Sometimes, you just have to stand in awe. In late March of 2017, a friend invited me to see his collection. I had only heard stories. Much like a legend, I had only visions. In my many years in the hobby, this was the first time I've stood next to monster boxes stacked taller than me and running the length of a well-sized corridor. It's hard to imagine the time required to organize and sort through such volume. It could take years for even the quickest of workers. An entire 5000 ct box of 1987 Topps Baseball numbers 487-499. And that's just one of about 30 5000 ct boxes of 1987 Topps Baseball. How fun!
As the hours passed, I was captured with enthusiasm by the volume of sealed boxes, storage boxes, and singles. The rows and rows, stacked floor to ceiling made the attempt to see everything impossible. I asked where I could find Frank Thomas cards as well as whatever inserts could be searched through without too much digging. I was directed accordingly and began going through binders and boxes. It was quite an experience to enjoy if for only a few hours. Among the overwhelming inventory, I was taken to another location where singles were shown. Here are some of the highlights:
I admire the aggressive pursuit of key vintage football rookie cards. These are some of the best cards from the 1970s and 1980s. Fan 'em out!

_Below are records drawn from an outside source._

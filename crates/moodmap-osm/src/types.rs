//! OpenStreetMap provider response types.
//!
//! Models the JSON returned by a Nominatim `search` call and by the Overpass
//! interpreter. Fields the pipeline does not read are left undeclared and
//! ignored by serde.

use std::collections::HashMap;

use serde::Deserialize;

// ---------------------------------------------------------------------------
// Nominatim
// ---------------------------------------------------------------------------

/// One candidate from a Nominatim `search` response.
///
/// Nominatim returns coordinates as decimal strings.
#[derive(Debug, Deserialize)]
pub struct NominatimPlace {
    pub lat: String,
    pub lon: String,
    pub display_name: String,
}

// ---------------------------------------------------------------------------
// Overpass
// ---------------------------------------------------------------------------

/// A single element of an Overpass `[out:json]` response.
///
/// Every field is optional: skeleton output (`out skel`) carries no tags, and
/// ways/relations carry no coordinates of their own.
#[derive(Debug, Clone, Default, Deserialize)]
pub struct OverpassElement {
    #[serde(default, rename = "type")]
    pub element_type: Option<String>,
    #[serde(default)]
    pub id: Option<i64>,
    #[serde(default)]
    pub lat: Option<f64>,
    #[serde(default)]
    pub lon: Option<f64>,
    #[serde(default)]
    pub tags: Option<HashMap<String, String>>,
}

impl OverpassElement {
    #[must_use]
    pub fn tag(&self, key: &str) -> Option<&str> {
        self.tags
            .as_ref()
            .and_then(|t| t.get(key))
            .map(String::as_str)
    }
}
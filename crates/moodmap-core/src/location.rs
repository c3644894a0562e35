//! Geographic points: raw coordinates and labelled search centres.

use serde::{Deserialize, Serialize};

use crate::CoreError;

/// Label given to a location that came from the device rather than a search.
pub const CURRENT_LOCATION_LABEL: &str = "Current Location";

/// A validated latitude/longitude pair in decimal degrees.
#[derive(Debug, Clone, Copy, PartialEq, Serialize, Deserialize)]
pub struct Coordinates {
    pub lat: f64,
    pub lng: f64,
}

impl Coordinates {
    /// Builds a coordinate pair, rejecting non-finite and out-of-range values.
    ///
    /// # Errors
    ///
    /// Returns [`CoreError::NonFiniteCoordinate`] for `NaN`/infinite input and
    /// [`CoreError::LatitudeOutOfRange`] / [`CoreError::LongitudeOutOfRange`]
    /// when a value falls outside the WGS84 range.
    pub fn new(lat: f64, lng: f64) -> Result<Self, CoreError> {
        if !lat.is_finite() || !lng.is_finite() {
            return Err(CoreError::NonFiniteCoordinate);
        }
        if !(-90.0..=90.0).contains(&lat) {
            return Err(CoreError::LatitudeOutOfRange(lat));
        }
        if !(-180.0..=180.0).contains(&lng) {
            return Err(CoreError::LongitudeOutOfRange(lng));
        }
        Ok(Self { lat, lng })
    }
}

/// A resolved search centre with a human-readable label.
///
/// Produced by the geocoder or from device coordinates and never mutated;
/// the caller replaces it wholesale when the user picks somewhere else.
#[derive(Debug, Clone, PartialEq, Serialize, Deserialize)]
#[serde(rename_all = "camelCase")]
pub struct Location {
    pub lat: f64,
    pub lng: f64,
    pub display_name: String,
}

impl Location {
    #[must_use]
    pub fn new(coordinates: Coordinates, display_name: impl Into<String>) -> Self {
        Self {
            lat: coordinates.lat,
            lng: coordinates.lng,
            display_name: display_name.into(),
        }
    }

    /// A location reported by the device, labelled [`CURRENT_LOCATION_LABEL`].
    #[must_use]
    pub fn current(coordinates: Coordinates) -> Self {
        Self::new(coordinates, CURRENT_LOCATION_LABEL)
    }

    #[must_use]
    pub fn coordinates(&self) -> Coordinates {
        Coordinates {
            lat: self.lat,
            lng: self.lng,
        }
    }
}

Speaking of vintage, I was shown an entire set of 1961 Fleer Basketball with these three being the keys. I had to snap a pic as it was the first time I'd seen all three at the same time in-person. I've always thought of these three cards as important to the hobby.
If you know how rare these are, you're as blown away as I am. This is the first time I've seen a complete set of 1992 Star Pics Autographs SNL in-person. These cards have become highly desirable and as equally elusive, some near impossible. My favorite card in the set is shown below:
Chris Farley always cracks me up. I still watch his movies and enjoy his comedy. It was a sad day when I learned of his death in 1997. This card is hilarious. I love Farley. The Rafael Palmeiro Viagra promotional card is funny one. I hadn't seen that piece before so I wanted to chronicle its existence.

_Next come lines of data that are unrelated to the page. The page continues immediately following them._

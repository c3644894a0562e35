use thiserror::Error;

/// Errors returned by the OpenStreetMap provider clients.
#[derive(Debug, Error)]
pub enum OsmError {
    /// Network, TLS, or timeout failure from the underlying HTTP client.
    #[error("HTTP error: {0}")]
    Http(#[from] reqwest::Error),

    /// The provider answered 429.
    #[error("rate limited by {url} (retry after {retry_after_secs}s)")]
    RateLimited { url: String, retry_after_secs: u64 },

    /// Any other non-2xx status.
    #[error("unexpected HTTP status {status} from {url}")]
    UnexpectedStatus { status: u16, url: String },

    /// The response body could not be deserialized into the expected type.
    #[error("JSON deserialization error for {context}: {source}")]
    Deserialize {
        context: String,
        #[source]
        source: serde_json::Error,
    },

    /// An Overpass response without an `elements` array.
    #[error("response from {url} has no elements array")]
    MissingElements { url: String },

    /// A geocoder match whose coordinates do not parse or are out of range.
    #[error("invalid coordinate in geocoder response: lat={lat:?} lon={lon:?}")]
    InvalidCoordinate { lat: String, lon: String },

    #[error("invalid base URL '{url}': {reason}")]
    InvalidBaseUrl { url: String, reason: String },
}
pub mod app_config;
pub mod config;
pub mod location;
pub mod mood;
pub mod place;

use thiserror::Error;

pub use app_config::AppConfig;
pub use config::{load_app_config, load_app_config_from_env};
pub use location::{Coordinates, Location, CURRENT_LOCATION_LABEL};
pub use mood::Mood;
pub use place::Place;

#[derive(Debug, Error)]
pub enum CoreError {
    #[error("latitude {0} is outside [-90, 90]")]
    LatitudeOutOfRange(f64),

    #[error("longitude {0} is outside [-180, 180]")]
    LongitudeOutOfRange(f64),

    #[error("coordinate is not a finite number")]
    NonFiniteCoordinate,

    #[error("unknown mood: {0}")]
    UnknownMood(String),
}

#[derive(Debug, Error)]
pub enum ConfigError {
    #[error("invalid value for {var}: {reason}")]
    InvalidEnvVar { var: String, reason: String },
}
pub mod client;
pub mod discovery;
pub mod error;
pub mod geocode;
pub mod normalize;
pub mod query;
mod retry;
pub mod session;
pub mod simulated;
pub mod types;

pub use client::ClientSettings;
pub use discovery::PlaceDiscovery;
pub use error::OsmError;
pub use geocode::LocationResolver;
pub use query::{MoodTemplate, OverpassQuery, QueryOptions, TagFilter};
pub use session::{DiscoverySession, RefreshOutcome};
pub use simulated::{FixedMetadata, MetadataSimulator, RandomMetadata, SimulatedMetadata};
//! Shared HTTP plumbing for the Nominatim and Overpass clients.
//!
//! Both clients use a `reqwest::Client` with an explicit client-side timeout
//! and `User-Agent` (the public OSM services reject anonymous traffic), and
//! map non-2xx statuses onto typed [`OsmError`] variants.

use std::time::Duration;

use moodmap_core::AppConfig;
use reqwest::{Client, Response, StatusCode, Url};

use crate::error::OsmError;

/// Transport settings shared by every provider client.
#[derive(Debug, Clone)]
pub struct ClientSettings {
    pub timeout_secs: u64,
    pub user_agent: String,
    /// Additional attempts after the first failure for retriable errors.
    pub max_retries: u32,
    pub backoff_base_ms: u64,
}

impl ClientSettings {
    #[must_use]
    pub fn from_config(config: &AppConfig) -> Self {
        Self {
            timeout_secs: config.request_timeout_secs,
            user_agent: config.user_agent.clone(),
            max_retries: config.max_retries,
            backoff_base_ms: config.retry_backoff_base_ms,
        }
    }
}

impl Default for ClientSettings {
    fn default() -> Self {
        Self {
            timeout_secs: 30,
            user_agent: "moodmap/0.1 (place-discovery)".to_string(),
            max_retries: 2,
            backoff_base_ms: 500,
        }
    }
}

pub(crate) fn build_http_client(settings: &ClientSettings) -> Result<Client, OsmError> {
    let client = Client::builder()
        .timeout(Duration::from_secs(settings.timeout_secs))
        .connect_timeout(Duration::from_secs(10))
        .user_agent(settings.user_agent.as_str())
        .build()?;
    Ok(client)
}

/// Parses `raw` as an absolute URL.
pub(crate) fn parse_url(raw: &str) -> Result<Url, OsmError> {
    Url::parse(raw).map_err(|e| OsmError::InvalidBaseUrl {
        url: raw.to_string(),
        reason: e.to_string(),
    })
}

/// Parses `base` and appends `segment` as its final path component.
///
/// The base is normalised to end with exactly one slash first so that
/// `Url::join` appends rather than replacing the last segment.
pub(crate) fn join_url(base: &str, segment: &str) -> Result<Url, OsmError> {
    let normalised = format!("{}/", base.trim_end_matches('/'));
    parse_url(&normalised)?
        .join(segment)
        .map_err(|e| OsmError::InvalidBaseUrl {
            url: base.to_string(),
            reason: e.to_string(),
        })
}

/// Checks the status of `response` and parses its body as JSON.
///
/// # Errors
///
/// - [`OsmError::RateLimited`] on 429, honouring `Retry-After` when numeric.
/// - [`OsmError::UnexpectedStatus`] on any other non-2xx status.
/// - [`OsmError::Http`] if the body cannot be read.
/// - [`OsmError::Deserialize`] if the body is not valid JSON.
pub(crate) async fn read_json(
    response: Response,
    context: &str,
) -> Result<serde_json::Value, OsmError> {
    let status = response.status();
    let url = response.url().to_string();

    if status == StatusCode::TOO_MANY_REQUESTS {
        let retry_after_secs = response
            .headers()
            .get(reqwest::header::RETRY_AFTER)
            .and_then(|v| v.to_str().ok())
            .and_then(|s| s.parse::<u64>().ok())
            .unwrap_or(60);
        return Err(OsmError::RateLimited {
            url,
            retry_after_secs,
        });
    }

    if !status.is_success() {
        return Err(OsmError::UnexpectedStatus {
            status: status.as_u16(),
            url,
        });
    }

    let body = response.text().await?;
    serde_json::from_str(&body).map_err(|e| OsmError::Deserialize {
        context: context.to_string(),
        source: e,
    })
}
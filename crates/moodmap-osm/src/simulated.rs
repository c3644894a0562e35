//! Simulated place metadata.
//!
//! OpenStreetMap has no review counts, price levels, or a cheap way to answer
//! "open now?". The display layer still wants those fields, so they are
//! filled with random filler from a [`MetadataSimulator`]. None of these
//! values come from the provider.

use rand::Rng;

#[derive(Debug, Clone, Copy, PartialEq, Eq)]
pub struct SimulatedMetadata {
    /// In `[10, 509]`.
    pub user_ratings_total: u32,
    /// `true` roughly 80% of the time.
    pub open_now: bool,
    /// In `[1, 3]`.
    pub price_level: u8,
}

/// Source of simulated metadata for each normalized place.
pub trait MetadataSimulator: Send + Sync {
    fn simulate(&self) -> SimulatedMetadata;
}

/// Draws fresh values from the thread-local RNG on every call.
#[derive(Debug, Clone, Copy, Default)]
pub struct RandomMetadata;

impl MetadataSimulator for RandomMetadata {
    fn simulate(&self) -> SimulatedMetadata {
        let mut rng = rand::rng();
        SimulatedMetadata {
            user_ratings_total: rng.random_range(10..510),
            open_now: rng.random_bool(0.8),
            price_level: rng.random_range(1..=3),
        }
    }
}

/// Returns the same metadata every time. Useful for reproducible output.
#[derive(Debug, Clone, Copy)]
pub struct FixedMetadata(pub SimulatedMetadata);

impl MetadataSimulator for FixedMetadata {
    fn simulate(&self) -> SimulatedMetadata {
        self.0
    }
}

#[cfg(test)]
mod tests {
    use super::*;

    #[test]
    fn random_metadata_stays_in_range() {
        let sim = RandomMetadata;
        for _ in 0..1_000 {
            let meta = sim.simulate();
            assert!((10..510).contains(&meta.user_ratings_total));
            assert!((1..=3).contains(&meta.price_level));
        }
    }

    #[test]
    fn random_metadata_is_mostly_open() {
        let sim = RandomMetadata;
        let open = (0..2_000).filter(|_| sim.simulate().open_now).count();
        // 80% expected; bounds are loose enough to never flake.
        assert!((1_300..=1_900).contains(&open), "open count was {open}");
    }

    #[test]
    fn fixed_metadata_is_constant() {
        let meta = SimulatedMetadata {
            user_ratings_total: 42,
            open_now: false,
            price_level: 2,
        };
        let sim = FixedMetadata(meta);
        assert_eq!(sim.simulate(), meta);
        assert_eq!(sim.simulate(), meta);
    }
}
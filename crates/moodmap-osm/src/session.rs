//! Caller-side state for an interactive discovery session.
//!
//! Holds the current mood, search centre, and live place list. Mood and
//! location changes trigger a refresh. Refreshes may overlap; each one takes a
//! ticket and its result is applied only if no newer refresh has been
//! requested since, so the most recently *requested* call wins regardless of
//! which response arrives first.

use std::sync::atomic::{AtomicU64, Ordering};

use moodmap_core::{Location, Mood, Place};
use tokio::sync::Mutex;

use crate::discovery::PlaceDiscovery;

/// What happened to the result of a refresh.
#[derive(Debug, Clone, Copy, PartialEq, Eq)]
pub enum RefreshOutcome {
    /// The result replaced the live place list.
    Applied { places: usize },
    /// A newer refresh was requested while this one was in flight.
    Superseded,
}

#[derive(Debug)]
struct SessionState {
    mood: Option<Mood>,
    location: Location,
    places: Vec<Place>,
    selected: Option<String>,
}

pub struct DiscoverySession {
    discovery: PlaceDiscovery,
    state: Mutex<SessionState>,
    latest_ticket: AtomicU64,
}

impl DiscoverySession {
    /// Starts a session centred on `location` with no mood selected.
    #[must_use]
    pub fn new(discovery: PlaceDiscovery, location: Location) -> Self {
        Self {
            discovery,
            state: Mutex::new(SessionState {
                mood: None,
                location,
                places: Vec::new(),
                selected: None,
            }),
            latest_ticket: AtomicU64::new(0),
        }
    }

    pub async fn set_mood(&self, mood: Option<Mood>) -> RefreshOutcome {
        self.state.lock().await.mood = mood;
        self.refresh().await
    }

    pub async fn set_location(&self, location: Location) -> RefreshOutcome {
        tracing::info!(location = %location.display_name, "search centre changed");
        self.state.lock().await.location = location;
        self.refresh().await
    }

    /// Re-runs discovery for the current mood and location.
    ///
    /// The state lock is not held across the network call.
    pub async fn refresh(&self) -> RefreshOutcome {
        let ticket = self.latest_ticket.fetch_add(1, Ordering::SeqCst) + 1;
        let (mood, center) = {
            let state = self.state.lock().await;
            (state.mood, state.location.coordinates())
        };

        let places = self.discovery.discover(mood, center).await;

        let mut state = self.state.lock().await;
        if self.latest_ticket.load(Ordering::SeqCst) != ticket {
            tracing::debug!(ticket, "discarding superseded discovery result");
            return RefreshOutcome::Superseded;
        }
        let count = places.len();
        state.places = places;
        state.selected = None;
        RefreshOutcome::Applied { places: count }
    }

    pub async fn mood(&self) -> Option<Mood> {
        self.state.lock().await.mood
    }

    pub async fn location(&self) -> Location {
        self.state.lock().await.location.clone()
    }

    pub async fn places(&self) -> Vec<Place> {
        self.state.lock().await.places.clone()
    }

    /// Marks the place with `id` as selected. Returns it, or `None` if no
    /// live place has that id (the selection is then cleared).
    pub async fn select(&self, id: &str) -> Option<Place> {
        let mut state = self.state.lock().await;
        let place = state.places.iter().find(|p| p.id == id).cloned();
        state.selected = place.as_ref().map(|p| p.id.clone());
        place
    }

    pub async fn selected(&self) -> Option<Place> {
        let state = self.state.lock().await;
        let id = state.selected.as_deref()?;
        state.places.iter().find(|p| p.id == id).cloned()
    }
}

Speaking of rare items, The Black Refractor of the 2003-04 Topps Chrome LeBron James RC is a monster. The collection owner informed me that he opened cases of 2003-04 Topps Chrome Basketball in 2003 and pulled this gem. Also, I've never seen a literal brick of 1978 Topps Jack Morris rookie cards. I thought that was kinda neat to see.
In a recent opportunity to revisit this collection, I took a few more pics of stuff that's just downright excellent. Here's a literal 30-card pile of the 1986 Topps Jerry Rice RC. This is the first time I've seen this volume of this particular card in person, most of which hold strong grades.

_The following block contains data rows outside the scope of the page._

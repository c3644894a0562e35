//! Overpass QL query construction.
//!
//! Each mood owns a fixed [`MoodTemplate`]: a list of tag filters that are
//! unioned together. The search centre and radius are typed slots filled in
//! by [`OverpassQuery::render`]; templates never contain coordinates, so there
//! is nothing to find-and-replace.

use std::fmt::{self, Write as _};

use moodmap_core::{AppConfig, Coordinates, Mood};

/// A single tag predicate in Overpass QL.
#[derive(Debug, Clone, Copy, PartialEq, Eq)]
pub enum TagFilter {
    /// `["key"="value"]`
    Equals {
        key: &'static str,
        value: &'static str,
    },
    /// `["key"~"a|b|c"]`
    OneOf {
        key: &'static str,
        values: &'static [&'static str],
    },
}

impl fmt::Display for TagFilter {
    fn fmt(&self, f: &mut fmt::Formatter<'_>) -> fmt::Result {
        match self {
            TagFilter::Equals { key, value } => write!(f, "[\"{key}\"=\"{value}\"]"),
            TagFilter::OneOf { key, values } => write!(f, "[\"{key}\"~\"{}\"]", values.join("|")),
        }
    }
}

/// The set of filters that defines what a mood is looking for.
#[derive(Debug, PartialEq, Eq)]
pub struct MoodTemplate {
    pub mood: Mood,
    pub filters: &'static [TagFilter],
}

static WORK: MoodTemplate = MoodTemplate {
    mood: Mood::Work,
    filters: &[
        TagFilter::OneOf {
            key: "amenity",
            values: &["cafe", "library"],
        },
        TagFilter::Equals {
            key: "office",
            value: "coworking",
        },
    ],
};

static DATE: MoodTemplate = MoodTemplate {
    mood: Mood::Date,
    filters: &[
        TagFilter::OneOf {
            key: "amenity",
            values: &["restaurant", "bar"],
        },
        TagFilter::Equals {
            key: "leisure",
            value: "park",
        },
    ],
};

static QUICK_BITE: MoodTemplate = MoodTemplate {
    mood: Mood::QuickBite,
    filters: &[
        TagFilter::Equals {
            key: "amenity",
            value: "fast_food",
        },
        TagFilter::Equals {
            key: "shop",
            value: "bakery",
        },
    ],
};

static BUDGET: MoodTemplate = MoodTemplate {
    mood: Mood::Budget,
    filters: &[TagFilter::Equals {
        key: "amenity",
        value: "fast_food",
    }],
};

impl MoodTemplate {
    #[must_use]
    pub fn for_mood(mood: Mood) -> &'static MoodTemplate {
        match mood {
            Mood::Work => &WORK,
            Mood::Date => &DATE,
            Mood::QuickBite => &QUICK_BITE,
            Mood::Budget => &BUDGET,
        }
    }

    /// Looks up a template by mood key. Unknown keys get the work template.
    #[must_use]
    pub fn for_key(key: &str) -> &'static MoodTemplate {
        let (mood, fell_back) = Mood::from_key_or_work(key);
        if fell_back {
            tracing::warn!(key, "unknown mood key, using the work template");
        }
        Self::for_mood(mood)
    }
}

/// Tunables that shape every discovery query.
#[derive(Debug, Clone, Copy, PartialEq, Eq)]
pub struct QueryOptions {
    /// Radius of the `around` filter in metres.
    pub radius_m: u32,
    /// Cap on primary elements in the `out body` statement.
    pub result_limit: u32,
    /// Server-side `[timeout:..]` hint in seconds.
    pub timeout_secs: u32,
}

impl QueryOptions {
    #[must_use]
    pub fn from_config(config: &AppConfig) -> Self {
        Self {
            radius_m: config.search_radius_m,
            result_limit: config.result_limit,
            timeout_secs: config.query_timeout_secs,
        }
    }
}

impl Default for QueryOptions {
    fn default() -> Self {
        Self {
            radius_m: 2000,
            result_limit: 20,
            timeout_secs: 25,
        }
    }
}

/// A fully parameterised discovery query.
#[derive(Debug, Clone, Copy)]
pub struct OverpassQuery {
    pub template: &'static MoodTemplate,
    pub center: Coordinates,
    pub options: QueryOptions,
}

impl OverpassQuery {
    #[must_use]
    pub fn new(template: &'static MoodTemplate, center: Coordinates, options: QueryOptions) -> Self {
        Self {
            template,
            center,
            options,
        }
    }

    /// Renders the query text posted to the interpreter.
    ///
    /// ```text
    /// [out:json][timeout:25];
    /// (
    ///   node["amenity"~"cafe|library"](around:2000,37.7749,-122.4194);
    ///   node["office"="coworking"](around:2000,37.7749,-122.4194);
    /// );
    /// out body 20;
    /// >;
    /// out skel qt;
    /// ```
    #[must_use]
    pub fn render(&self) -> String {
        let QueryOptions {
            radius_m,
            result_limit,
            timeout_secs,
        } = self.options;
        let Coordinates { lat, lng } = self.center;

        let mut out = format!("[out:json][timeout:{timeout_secs}];\n(\n");
        for filter in self.template.filters {
            // Writing to a String cannot fail.
            let _ = writeln!(out, "  node{filter}(around:{radius_m},{lat},{lng});");
        }
        let _ = write!(out, ");\nout body {result_limit};\n>;\nout skel qt;\n");
        out
    }
}

impl fmt::Display for OverpassQuery {
    fn fmt(&self, f: &mut fmt::Formatter<'_>) -> fmt::Result {
        f.write_str(&self.render())
    }
}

Here are four cards I thought were each amazing in their own right. For me, these are first appearances of the 2009 Bowman '48 Black Stephen Curry and the 1998 Playoff Prestige Green Peyton Manning. As for the other two, they're equally important.
Opportunities just to see collections like this are rare and highly entertaining experiences. I was fortunate enough to be one of only two people who have seen this collection. I can really appreciate that degree of selective scrutiny. With a collection this extensive and valuable, it can only work in your favor to be extra careful when inviting others to see it up close and personal. While I won't mention his name, if you're reading this, thank you for the opportunity.
Of the pics posted here, which do you think is the most interesting?